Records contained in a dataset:

::::::::::

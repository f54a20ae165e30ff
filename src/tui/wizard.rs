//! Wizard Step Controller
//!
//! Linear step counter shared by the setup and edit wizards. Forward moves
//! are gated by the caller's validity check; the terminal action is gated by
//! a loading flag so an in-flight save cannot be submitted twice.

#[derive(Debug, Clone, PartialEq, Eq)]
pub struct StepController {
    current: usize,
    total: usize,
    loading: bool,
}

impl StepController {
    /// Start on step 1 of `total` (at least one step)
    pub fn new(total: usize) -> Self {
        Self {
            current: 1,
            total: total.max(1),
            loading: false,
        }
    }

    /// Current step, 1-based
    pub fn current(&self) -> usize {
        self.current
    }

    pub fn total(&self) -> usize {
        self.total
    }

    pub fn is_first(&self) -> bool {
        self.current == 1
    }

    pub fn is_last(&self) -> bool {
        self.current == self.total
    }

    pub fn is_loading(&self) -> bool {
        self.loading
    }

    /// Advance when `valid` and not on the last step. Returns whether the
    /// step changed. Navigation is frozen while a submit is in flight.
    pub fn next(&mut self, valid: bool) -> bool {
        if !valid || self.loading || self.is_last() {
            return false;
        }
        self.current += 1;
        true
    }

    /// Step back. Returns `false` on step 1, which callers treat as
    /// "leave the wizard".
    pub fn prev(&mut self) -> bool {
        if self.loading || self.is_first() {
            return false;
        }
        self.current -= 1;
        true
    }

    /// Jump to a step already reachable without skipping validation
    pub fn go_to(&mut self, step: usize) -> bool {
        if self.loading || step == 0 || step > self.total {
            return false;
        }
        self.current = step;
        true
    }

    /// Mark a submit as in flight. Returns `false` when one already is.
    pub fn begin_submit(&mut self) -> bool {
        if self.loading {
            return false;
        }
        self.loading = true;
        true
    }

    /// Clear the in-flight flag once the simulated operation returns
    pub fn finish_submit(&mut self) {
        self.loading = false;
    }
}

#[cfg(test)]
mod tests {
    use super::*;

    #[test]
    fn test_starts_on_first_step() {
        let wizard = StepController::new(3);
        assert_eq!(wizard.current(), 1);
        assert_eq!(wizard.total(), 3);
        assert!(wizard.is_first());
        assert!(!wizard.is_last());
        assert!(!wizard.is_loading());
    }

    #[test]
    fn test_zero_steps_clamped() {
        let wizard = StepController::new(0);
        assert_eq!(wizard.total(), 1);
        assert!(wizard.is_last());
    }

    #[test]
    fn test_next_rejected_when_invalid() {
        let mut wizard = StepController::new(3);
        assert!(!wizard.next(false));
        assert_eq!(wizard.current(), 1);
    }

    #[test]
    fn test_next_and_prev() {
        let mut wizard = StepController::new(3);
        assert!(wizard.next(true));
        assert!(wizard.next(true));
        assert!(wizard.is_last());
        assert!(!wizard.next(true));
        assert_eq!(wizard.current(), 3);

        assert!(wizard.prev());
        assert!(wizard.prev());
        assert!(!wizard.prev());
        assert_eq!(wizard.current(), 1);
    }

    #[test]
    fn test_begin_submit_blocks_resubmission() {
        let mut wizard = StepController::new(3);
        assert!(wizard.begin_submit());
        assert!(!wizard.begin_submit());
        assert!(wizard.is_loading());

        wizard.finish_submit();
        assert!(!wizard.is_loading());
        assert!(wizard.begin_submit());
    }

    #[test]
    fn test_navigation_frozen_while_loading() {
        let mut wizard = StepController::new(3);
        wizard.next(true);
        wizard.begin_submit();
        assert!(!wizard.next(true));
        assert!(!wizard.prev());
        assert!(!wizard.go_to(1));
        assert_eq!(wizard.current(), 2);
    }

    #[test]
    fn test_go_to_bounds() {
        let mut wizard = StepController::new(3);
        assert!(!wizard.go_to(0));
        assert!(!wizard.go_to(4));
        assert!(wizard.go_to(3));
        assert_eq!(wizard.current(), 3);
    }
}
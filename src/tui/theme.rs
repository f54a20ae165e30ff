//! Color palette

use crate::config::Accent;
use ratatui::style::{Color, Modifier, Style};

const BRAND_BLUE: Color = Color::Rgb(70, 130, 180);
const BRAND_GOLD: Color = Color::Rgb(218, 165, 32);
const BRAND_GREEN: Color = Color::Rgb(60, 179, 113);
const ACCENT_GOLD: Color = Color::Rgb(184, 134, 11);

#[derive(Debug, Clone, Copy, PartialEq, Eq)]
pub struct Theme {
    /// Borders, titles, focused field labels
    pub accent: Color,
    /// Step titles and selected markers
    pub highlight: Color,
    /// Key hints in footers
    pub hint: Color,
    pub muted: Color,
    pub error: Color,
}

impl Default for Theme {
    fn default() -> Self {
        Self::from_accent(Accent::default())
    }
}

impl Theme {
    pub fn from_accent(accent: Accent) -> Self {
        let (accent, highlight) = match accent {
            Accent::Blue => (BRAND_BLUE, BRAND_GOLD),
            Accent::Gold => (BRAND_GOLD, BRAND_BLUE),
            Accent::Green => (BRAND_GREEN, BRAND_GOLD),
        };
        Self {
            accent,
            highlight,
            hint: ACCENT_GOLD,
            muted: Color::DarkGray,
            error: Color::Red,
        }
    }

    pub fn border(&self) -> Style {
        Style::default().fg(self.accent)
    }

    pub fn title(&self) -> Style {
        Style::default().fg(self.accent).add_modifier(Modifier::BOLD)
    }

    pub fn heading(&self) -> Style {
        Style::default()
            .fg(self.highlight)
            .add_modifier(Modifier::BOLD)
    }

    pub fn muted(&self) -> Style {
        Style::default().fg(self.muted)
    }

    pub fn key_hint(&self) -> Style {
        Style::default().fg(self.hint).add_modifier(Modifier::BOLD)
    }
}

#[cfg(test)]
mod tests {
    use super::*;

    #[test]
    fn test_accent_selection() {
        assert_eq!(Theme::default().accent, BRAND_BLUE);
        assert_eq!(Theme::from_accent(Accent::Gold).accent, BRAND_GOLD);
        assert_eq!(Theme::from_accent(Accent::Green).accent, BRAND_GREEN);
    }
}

::::::::::

> _Assigned task_
Extract each record, keeping it identical to the original.

> _Answer section_
repository f54a20ae165e30ff
filename src/tui/wizard.rs
//! Wizard Step Controller
//!
//! Linear step counter shared by the setup and edit wizards. Forward moves
//! are gated by the caller's validity check; the terminal action is gated by
//! a loading flag so an in-flight save cannot be submitted twice.

#[derive(Debug, Clone, PartialEq, Eq)]
pub struct StepController {
    current: usize,
    total: usize,
    loading: bool,
}

impl StepController {
    /// Start on step 1 of `total` (at least one step)
    pub fn new(total: usize) -> Self {
        Self {
            current: 1,
            total: total.max(1),
            loading: false,
        }
    }

    /// Current step, 1-based
    pub fn current(&self) -> usize {
        self.current
    }

    pub fn total(&self) -> usize {
        self.total
    }

    pub fn is_first(&self) -> bool {
        self.current == 1
    }

    pub fn is_last(&self) -> bool {
        self.current == self.total
    }

    pub fn is_loading(&self) -> bool {
        self.loading
    }

    /// Advance when `valid` and not on the last step. Returns whether the
    /// step changed. Navigation is frozen while a submit is in flight.
    pub fn next(&mut self, valid: bool) -> bool {
        if !valid || self.loading || self.is_last() {
            return false;
        }
        self.current += 1;
        true
    }

    /// Step back. Returns `false` on step 1, which callers treat as
    /// "leave the wizard".
    pub fn prev(&mut self) -> bool {
        if self.loading || self.is_first() {
            return false;
        }
        self.current -= 1;
        true
    }

    /// Jump to a step already reachable without skipping validation
    pub fn go_to(&mut self, step: usize) -> bool {
        if self.loading || step == 0 || step > self.total {
            return false;
        }
        self.current = step;
        true
    }

    /// Mark a submit as in flight. Returns `false` when one already is.
    pub fn begin_submit(&mut self) -> bool {
        if self.loading {
            return false;
        }
        self.loading = true;
        true
    }

    /// Clear the in-flight flag once the simulated operation returns
    pub fn finish_submit(&mut self) {
        self.loading = false;
    }
}

#[cfg(test)]
mod tests {
    use super::*;

    #[test]
    fn test_starts_on_first_step() {
        let wizard = StepController::new(3);
        assert_eq!(wizard.current(), 1);
        assert_eq!(wizard.total(), 3);
        assert!(wizard.is_first());
        assert!(!wizard.is_last());
        assert!(!wizard.is_loading());
    }

    #[test]
    fn test_zero_steps_clamped() {
        let wizard = StepController::new(0);
        assert_eq!(wizard.total(), 1);
        assert!(wizard.is_last());
    }

    #[test]
    fn test_next_rejected_when_invalid() {
        let mut wizard = StepController::new(3);
        assert!(!wizard.next(false));
        assert_eq!(wizard.current(), 1);
    }

    #[test]
    fn test_next_and_prev() {
        let mut wizard = StepController::new(3);
        assert!(wizard.next(true));
        assert!(wizard.next(true));
        assert!(wizard.is_last());
        assert!(!wizard.next(true));
        assert_eq!(wizard.current(), 3);

        assert!(wizard.prev());
        assert!(wizard.prev());
        assert!(!wizard.prev());
        assert_eq!(wizard.current(), 1);
    }

    #[test]
    fn test_begin_submit_blocks_resubmission() {
        let mut wizard = StepController::new(3);
        assert!(wizard.begin_submit());
        assert!(!wizard.begin_submit());
        assert!(wizard.is_loading());

        wizard.finish_submit();
        assert!(!wizard.is_loading());
        assert!(wizard.begin_submit());
    }

    #[test]
    fn test_navigation_frozen_while_loading() {
        let mut wizard = StepController::new(3);
        wizard.next(true);
        wizard.begin_submit();
        assert!(!wizard.next(true));
        assert!(!wizard.prev());
        assert!(!wizard.go_to(1));
        assert_eq!(wizard.current(), 2);
    }

    #[test]
    fn test_go_to_bounds() {
        let mut wizard = StepController::new(3);
        assert!(!wizard.go_to(0));
        assert!(!wizard.go_to(4));
        assert!(wizard.go_to(3));
        assert_eq!(wizard.current(), 3);
    }
}
filename src/tui/theme.rs
repository f54a20ae165e30ff
//! Color palette

use crate::config::Accent;
use ratatui::style::{Color, Modifier, Style};

const BRAND_BLUE: Color = Color::Rgb(70, 130, 180);
const BRAND_GOLD: Color = Color::Rgb(218, 165, 32);
const BRAND_GREEN: Color = Color::Rgb(60, 179, 113);
const ACCENT_GOLD: Color = Color::Rgb(184, 134, 11);

#[derive(Debug, Clone, Copy, PartialEq, Eq)]
pub struct Theme {
    /// Borders, titles, focused field labels
    pub accent: Color,
    /// Step titles and selected markers
    pub highlight: Color,
    /// Key hints in footers
    pub hint: Color,
    pub muted: Color,
    pub error: Color,
}

impl Default for Theme {
    fn default() -> Self {
        Self::from_accent(Accent::default())
    }
}

impl Theme {
    pub fn from_accent(accent: Accent) -> Self {
        let (accent, highlight) = match accent {
            Accent::Blue => (BRAND_BLUE, BRAND_GOLD),
            Accent::Gold => (BRAND_GOLD, BRAND_BLUE),
            Accent::Green => (BRAND_GREEN, BRAND_GOLD),
        };
        Self {
            accent,
            highlight,
            hint: ACCENT_GOLD,
            muted: Color::DarkGray,
            error: Color::Red,
        }
    }

    pub fn border(&self) -> Style {
        Style::default().fg(self.accent)
    }

    pub fn title(&self) -> Style {
        Style::default().fg(self.accent).add_modifier(Modifier::BOLD)
    }

    pub fn heading(&self) -> Style {
        Style::default()
            .fg(self.highlight)
            .add_modifier(Modifier::BOLD)
    }

    pub fn muted(&self) -> Style {
        Style::default().fg(self.muted)
    }

    pub fn key_hint(&self) -> Style {
        Style::default().fg(self.hint).add_modifier(Modifier::BOLD)
    }
}

#[cfg(test)]
mod tests {
    use super::*;

    #[test]
    fn test_accent_selection() {
        assert_eq!(Theme::default().accent, BRAND_BLUE);
        assert_eq!(Theme::from_accent(Accent::Gold).accent, BRAND_GOLD);
        assert_eq!(Theme::from_accent(Accent::Green).accent, BRAND_GREEN);
    }
}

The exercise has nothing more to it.